The literature also acknowledges that, due to the common overlap of iron deficiency and inflammation in older patients, the sensitivity of other markers used to identify iron deficiency anaemia such as ferritin and transferrin saturation may be reduced.24 These findings demonstrate that a significant proportion of participants with anaemia and a normal ferritin have evidence of co-existing inflammation (suggested by a raised CRP), potentially reducing the diagnostic value of this marker.

Rimon et al 23 recommend the use of the transferrin receptor-ferritin index as a diagnostic marker of iron deficiency anaemia. Their work demonstrated that this index has a better sensitivity for iron deficiency than ferritin alone, although in older adults a low ferritin in the presence of a raised CRP has high predictive value for anaemia,25 suggesting that a low ferritin is a useful rule in test but a normal ferritin should not be used to exclude an iron deficiency anaemia particularly if there is evidence of any degree of inflammation.

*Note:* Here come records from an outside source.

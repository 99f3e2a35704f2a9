//! Link command implementation.
use anyhow::Result;
use std::sync::Arc;

use crate::cli::{GlobalOpts, LinkOpts};
use crate::expand::Environment;
use crate::logging::{Log, Logger};
use crate::resources::link::LinkOptions;
use crate::tasks::Task;
use crate::tasks::links::ReconcileLinks;

/// Merge command-line flags into the configured link policy.
///
/// Flags can only switch behaviour on; `--backup` implies `--overwrite`.
#[must_use]
pub const fn merge_options(configured: LinkOptions, opts: LinkOpts) -> LinkOptions {
    let backup = configured.backup || opts.backup;
    LinkOptions {
        overwrite: configured.overwrite || opts.overwrite || backup,
        backup,
        dry_run: configured.dry_run,
    }
}

/// Run the link command: reconcile configured links only.
///
/// # Errors
///
/// Returns an error if configuration loading fails or any link fails.
pub fn run(global: &GlobalOpts, opts: LinkOpts, env: &Environment, log: &Arc<Logger>) -> Result<()> {
    let setup = super::CommandSetup::init(global, env, log)?;
    let ctx = setup.into_context(Arc::clone(log) as Arc<dyn Log>, global.dry_run);
    let options = merge_options(ctx.link_options, opts);
    let ctx = ctx.with_link_options(options);

    let task: &dyn Task = &ReconcileLinks;
    super::run_tasks_to_completion([task], &ctx, log, global.json)
}
//! Build script: stamps the binary with a version string.
use std::process::Command;

fn main() {
    // Prefer PROVISION_VERSION if set (e.g. by a release workflow), otherwise
    // fall back to git describe for local development builds.
    if let Ok(version) = std::env::var("PROVISION_VERSION") {
        println!("cargo:rustc-env=PROVISION_VERSION={version}");
    } else if let Ok(output) = Command::new("git")
        .args(["describe", "--tags", "--always", "--dirty"])
        .output()
        && output.status.success()
    {
        let version = String::from_utf8_lossy(&output.stdout).trim().to_string();
        println!("cargo:rustc-env=PROVISION_VERSION={version}");
    }

    println!("cargo:rerun-if-changed=.git/HEAD");
    println!("cargo:rerun-if-changed=.git/refs/");
    println!("cargo:rerun-if-env-changed=PROVISION_VERSION");
}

Previous studies have examined the extent to which iron deficiency anaemia identified by GPs prompts gastrointestinal investigations with endoscopy.18,26 These studies both demonstrated low rates of investigation (43% and 31%), although no studies that we are aware of have reported haematinic testing and laboratory evaluation following an abnormal haemoglobin result. The current data did not allow assessment of subsequent hospital and secondary care investigation but the findings are consistent with previous research showing many individuals with anaemia are not fully evaluated.

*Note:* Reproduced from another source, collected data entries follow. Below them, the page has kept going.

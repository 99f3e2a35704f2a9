//! Filesystem operation abstractions for dependency injection.
//!
//! Provides the [`FileSystemOps`] trait so that the purge engine can be
//! unit-tested without touching the real filesystem.  Production code uses
//! [`SystemFileSystemOps`]; tests use `MockFileSystemOps`.

use std::io;
use std::path::{Path, PathBuf};

use crate::resources::helpers::fs;

/// Abstraction over the filesystem queries and mutations used by the purge
/// engine.
///
/// None of the queries follow links: a link is reported as existing even when
/// dangling, and a directory link is never reported as a directory.
pub trait FileSystemOps: Send + Sync + std::fmt::Debug {
    /// Returns `true` if an entry exists at `path` (links are not followed).
    fn exists(&self, path: &Path) -> bool;

    /// Returns `true` if `path` is a real directory, not a link to one.
    fn is_dir(&self, path: &Path) -> bool;

    /// Expand a glob pattern.  An invalid pattern or unreadable entries yield
    /// no matches rather than an error.
    fn glob(&self, pattern: &str) -> Vec<PathBuf>;

    /// Returns the immediate child paths inside `path`.
    ///
    /// # Errors
    ///
    /// Returns an error if `path` cannot be opened or read as a directory.
    fn read_dir(&self, path: &Path) -> io::Result<Vec<PathBuf>>;

    /// Forcefully remove `path`: files and links directly, directories with
    /// their whole contents.  Read-only entries are cleared and retried.
    ///
    /// # Errors
    ///
    /// Returns an error if the entry (or something inside it) cannot be removed.
    fn remove_all(&self, path: &Path) -> io::Result<()>;
}

/// Production [`FileSystemOps`] implementation that delegates to [`std::fs`].
#[derive(Debug, Default)]
pub struct SystemFileSystemOps;

impl FileSystemOps for SystemFileSystemOps {
    fn exists(&self, path: &Path) -> bool {
        fs::entry_exists(path)
    }

    fn is_dir(&self, path: &Path) -> bool {
        path.symlink_metadata()
            .is_ok_and(|meta| meta.is_dir() && !fs::is_link(&meta))
    }

    fn glob(&self, pattern: &str) -> Vec<PathBuf> {
        let options = glob::MatchOptions {
            case_sensitive: !cfg!(windows),
            require_literal_separator: true,
            require_literal_leading_dot: false,
        };
        glob::glob_with(pattern, options)
            .map(|paths| paths.filter_map(Result::ok).collect())
            .unwrap_or_default()
    }

    fn read_dir(&self, path: &Path) -> io::Result<Vec<PathBuf>> {
        std::fs::read_dir(path)?
            .map(|e| e.map(|entry| entry.path()))
            .collect()
    }

    fn remove_all(&self, path: &Path) -> io::Result<()> {
        fs::remove_entry(path)
    }
}

/// Mock [`FileSystemOps`] for unit tests.
///
/// Holds an in-memory tree of files and directories.  Directory listings are
/// derived from the registered paths; glob results are configured per
/// pattern.  Every `remove_all` call is recorded so tests can assert on
/// deletion order.
///
/// # Example
///
/// ```ignore
/// use provision_cli::operations::MockFileSystemOps;
///
/// let fs = MockFileSystemOps::new()
///     .with_dir("/tmp")
///     .with_file("/tmp/a.txt")
///     .with_glob("/tmp/*", ["/tmp/a.txt"]);
/// ```
#[cfg(test)]
#[derive(Debug, Default)]
pub struct MockFileSystemOps {
    entries: std::sync::Mutex<std::collections::BTreeMap<PathBuf, bool>>,
    globs: std::collections::HashMap<String, Vec<PathBuf>>,
    locked: Vec<PathBuf>,
    aliases: Vec<(PathBuf, PathBuf)>,
    removals: std::sync::Mutex<Vec<PathBuf>>,
}

#[cfg(test)]
#[allow(clippy::expect_used)]
impl MockFileSystemOps {
    /// Create an empty mock with nothing configured.
    #[must_use]
    pub fn new() -> Self {
        Self::default()
    }

    fn insert(self, path: impl Into<PathBuf>, is_dir: bool) -> Self {
        self.entries
            .lock()
            .expect("mock entries poisoned")
            .insert(path.into(), is_dir);
        self
    }

    /// Register a regular file.
    #[must_use]
    pub fn with_file(self, path: impl Into<PathBuf>) -> Self {
        self.insert(path, false)
    }

    /// Register a directory.
    #[must_use]
    pub fn with_dir(self, path: impl Into<PathBuf>) -> Self {
        self.insert(path, true)
    }

    /// Set the matches returned by [`FileSystemOps::glob`] for `pattern`.
    #[must_use]
    pub fn with_glob<I, P>(mut self, pattern: &str, matches: I) -> Self
    where
        I: IntoIterator<Item = P>,
        P: Into<PathBuf>,
    {
        self.globs
            .insert(pattern.to_string(), matches.into_iter().map(Into::into).collect());
        self
    }

    /// Make removal of `path` fail with `PermissionDenied` (a file in use).
    #[must_use]
    pub fn with_locked(mut self, path: impl Into<PathBuf>) -> Self {
        self.locked.push(path.into());
        self
    }

    /// Make `a` and `b` two names for the same entry: removing one removes
    /// both (like an 8.3 short name and its long name).
    #[must_use]
    pub fn with_alias(mut self, a: impl Into<PathBuf>, b: impl Into<PathBuf>) -> Self {
        self.aliases.push((a.into(), b.into()));
        self
    }

    /// Paths passed to `remove_all`, in call order.
    #[must_use]
    pub fn removals(&self) -> Vec<PathBuf> {
        self.removals.lock().expect("mock removals poisoned").clone()
    }
}

#[cfg(test)]
#[allow(clippy::expect_used)]
impl FileSystemOps for MockFileSystemOps {
    fn exists(&self, path: &Path) -> bool {
        self.entries
            .lock()
            .expect("mock entries poisoned")
            .contains_key(path)
    }

    fn is_dir(&self, path: &Path) -> bool {
        self.entries
            .lock()
            .expect("mock entries poisoned")
            .get(path)
            .copied()
            .unwrap_or(false)
    }

    fn glob(&self, pattern: &str) -> Vec<PathBuf> {
        self.globs
            .get(pattern)
            .map(|matches| {
                matches
                    .iter()
                    .filter(|p| self.exists(p))
                    .cloned()
                    .collect()
            })
            .unwrap_or_default()
    }

    fn read_dir(&self, path: &Path) -> io::Result<Vec<PathBuf>> {
        if !self.is_dir(path) {
            return Err(io::Error::from(io::ErrorKind::NotFound));
        }
        Ok(self
            .entries
            .lock()
            .expect("mock entries poisoned")
            .keys()
            .filter(|p| p.parent() == Some(path))
            .cloned()
            .collect())
    }

    fn remove_all(&self, path: &Path) -> io::Result<()> {
        self.removals
            .lock()
            .expect("mock removals poisoned")
            .push(path.to_path_buf());
        let mut entries = self.entries.lock().expect("mock entries poisoned");
        if !entries.contains_key(path) {
            return Err(io::Error::from(io::ErrorKind::NotFound));
        }
        if self.locked.iter().any(|l| l.starts_with(path)) {
            return Err(io::Error::new(
                io::ErrorKind::PermissionDenied,
                "The process cannot access the file because it is being used by another process.",
            ));
        }
        let alias = self.aliases.iter().find_map(|(a, b)| {
            if a == path {
                Some(b)
            } else if b == path {
                Some(a)
            } else {
                None
            }
        });
        entries.retain(|p, _| !p.starts_with(path) && alias.is_none_or(|a| !p.starts_with(a)));
        Ok(())
    }
}

#[cfg(test)]
#[allow(clippy::expect_used, clippy::unwrap_used)]
mod tests {
    use super::*;

    #[test]
    fn system_glob_matches_children() {
        let dir = tempfile::tempdir().unwrap();
        std::fs::write(dir.path().join("a.tmp"), "").unwrap();
        std::fs::write(dir.path().join("b.log"), "").unwrap();
        let pattern = format!("{}/*.tmp", dir.path().display());

        let matches = SystemFileSystemOps.glob(&pattern);

        assert_eq!(matches, vec![dir.path().join("a.tmp")]);
    }

    #[test]
    fn system_glob_invalid_pattern_is_empty() {
        assert!(SystemFileSystemOps.glob("[unclosed").is_empty());
    }

    #[test]
    fn system_is_dir_does_not_follow_links() {
        let dir = tempfile::tempdir().unwrap();
        let real = dir.path().join("real");
        std::fs::create_dir(&real).unwrap();
        let link = dir.path().join("link");
        fs::create_link(&real, &link).unwrap();

        assert!(SystemFileSystemOps.is_dir(&real));
        assert!(!SystemFileSystemOps.is_dir(&link));
        assert!(SystemFileSystemOps.exists(&link));
    }

    #[test]
    fn system_read_dir_missing_is_error() {
        let dir = tempfile::tempdir().unwrap();
        assert!(SystemFileSystemOps.read_dir(&dir.path().join("nope")).is_err());
    }

    #[test]
    fn mock_remove_all_drops_descendants() {
        let fs = MockFileSystemOps::new()
            .with_dir("/t")
            .with_dir("/t/sub")
            .with_file("/t/sub/a");

        fs.remove_all(Path::new("/t/sub")).unwrap();

        assert!(fs.exists(Path::new("/t")));
        assert!(!fs.exists(Path::new("/t/sub/a")));
        assert_eq!(fs.read_dir(Path::new("/t")).unwrap(), Vec::<PathBuf>::new());
    }

    #[test]
    fn mock_locked_entry_fails_removal_of_ancestors() {
        let fs = MockFileSystemOps::new()
            .with_dir("/t")
            .with_file("/t/in-use")
            .with_locked("/t/in-use");

        let err = fs.remove_all(Path::new("/t")).unwrap_err();
        assert_eq!(err.kind(), io::ErrorKind::PermissionDenied);
        assert!(fs.exists(Path::new("/t/in-use")));
    }
}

Implications for research and practice

This study demonstrates the potential to underdiagnose and reliably exclude iron deficiency in an older population which is associated with an inadequate assessment of haematinics. This is of importance, given the associations between iron deficiency anaemia and gastrointestinal pathology: in one study over half of older patients with an identified iron deficiency anaemia have a gastrointestinal tract abnormality.27

The future use of novel biomarkers may aid more accurate diagnosis iron deficiency. Further work is needed to establish the sensitivity of other markers of iron deficiency in older adults. Serum hepcidin has shown promise in distinguishing different types of anaemia in certain populations28,29 and also in predicting response to iron supplementation, while serum transferrin receptor assay has been shown to have a good sensitivity in older adults.23

Future research should be directed at improving the diagnostic pathway for anaemia in an older adult population. This includes understanding why some individuals remain uninvestigated, and evaluating the use of novel biomarkers. Furthermore, greater understanding about potential reversibility, impact of treatment on quality of life, morbidity and other outcomes measures are essential. Given the prevalence of anaemia and the increasing age of our population, widely-adopted mechanisms for improved management of anaemia in people aged >65 years are essential.

Table 3. Percentage of patients investigated.

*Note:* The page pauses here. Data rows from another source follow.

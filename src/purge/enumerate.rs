//! Pattern normalisation and two-pass enumeration of purge candidates.
use std::collections::BTreeMap;
use std::path::{Path, PathBuf};

use serde::Serialize;

use crate::operations::FileSystemOps;

/// One entry scheduled for deletion.
#[derive(Debug, Clone, PartialEq, Eq, Serialize)]
pub struct PurgeItem {
    /// Path of the entry (absolute whenever the pattern is).
    pub absolute_path: PathBuf,
    /// Whether the entry was a real directory when enumerated.
    pub is_directory: bool,
    /// Length of the path string in characters; only used for ordering.
    pub path_length: usize,
}

impl PurgeItem {
    fn new(path: PathBuf, is_directory: bool) -> Self {
        let path_length = path.to_string_lossy().chars().count();
        Self {
            absolute_path: path,
            is_directory,
            path_length,
        }
    }
}

/// Whether `pattern` contains glob metacharacters.
#[must_use]
pub fn is_glob(pattern: &str) -> bool {
    pattern.contains(['*', '?', '['])
}

/// Turn a bare existing directory into a "everything inside" glob.
///
/// The directory itself survives: only its contents match `<dir>/*`.
/// Anything else is returned unchanged.
#[must_use]
pub fn normalize(pattern: &str, fs: &dyn FileSystemOps) -> String {
    if is_glob(pattern) {
        return pattern.to_string();
    }
    let trimmed = pattern.trim_end_matches(['/', '\\']);
    let dir = if trimmed.is_empty() { pattern } else { trimmed };
    if fs.is_dir(Path::new(dir)) {
        Path::new(dir).join("*").to_string_lossy().into_owned()
    } else {
        pattern.to_string()
    }
}

/// Enumerate everything a normalised pattern addresses.
///
/// Two passes, merged and deduplicated by path:
///
/// 1. glob expansion, with every matched directory walked recursively
///    (links are listed but never descended into);
/// 2. a literal probe of the pattern as a path, which catches entries the
///    glob pass does not surface.
///
/// Missing or unreadable entries contribute nothing.  The result is in
/// deletion order: longest path first, ties in reverse lexical order.
#[must_use]
pub fn enumerate(pattern: &str, fs: &dyn FileSystemOps) -> Vec<PurgeItem> {
    let mut found: BTreeMap<PathBuf, bool> = BTreeMap::new();

    for path in fs.glob(pattern) {
        walk(path, fs, &mut found);
    }

    let literal = PathBuf::from(pattern);
    if fs.exists(&literal) {
        walk(literal, fs, &mut found);
    }

    let mut items: Vec<PurgeItem> = found
        .into_iter()
        .map(|(path, is_dir)| PurgeItem::new(path, is_dir))
        .collect();
    sort_deepest_first(&mut items);
    items
}

fn walk(path: PathBuf, fs: &dyn FileSystemOps, found: &mut BTreeMap<PathBuf, bool>) {
    let mut stack = vec![path];
    while let Some(path) = stack.pop() {
        if found.contains_key(&path) {
            continue;
        }
        let is_dir = fs.is_dir(&path);
        if is_dir && let Ok(children) = fs.read_dir(&path) {
            stack.extend(children);
        }
        found.insert(path, is_dir);
    }
}

/// Sort by path length descending, ties broken by reverse lexical order.
pub fn sort_deepest_first(items: &mut [PurgeItem]) {
    items.sort_by(|a, b| {
        b.path_length
            .cmp(&a.path_length)
            .then_with(|| b.absolute_path.cmp(&a.absolute_path))
    });
}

N TSat, % Ferritin, % Paired C-reactive protein, % B12, % Folate, %
Microcytic 1167 59.0 66.8 20.7 51.6 47.0
Normocytic 13 236 39.6 45.4 16.5 43.3 38.6
Macrocytic 1542 40.2 46.4 18.5 51.6 46.4

Funding

Daniel S Lasserson is supported by the NIHR Oxford Biomedical Research Centre and through the National Institute for Health Research (NIHR) Diagnostic Evidence Co-operative Oxford at Oxford Health Foundation Trust. David McCartney is supported by an NIHR IPF Fellowship. The views expressed are those of the authors and not necessarily those of the NIHR, the NHS or the Department of Health.

Ethical approval

The data source provided anonymised, de-identified information. The researchers had no access to patient identifiable information. The study protocol was approved by the Trust’s Research and Development office as not requiring ethical approval and was therefore registered as service evaluation.

Provenance

Freely submitted; externally peer reviewed.

Competing interests

The authors declare that no competing interests exist.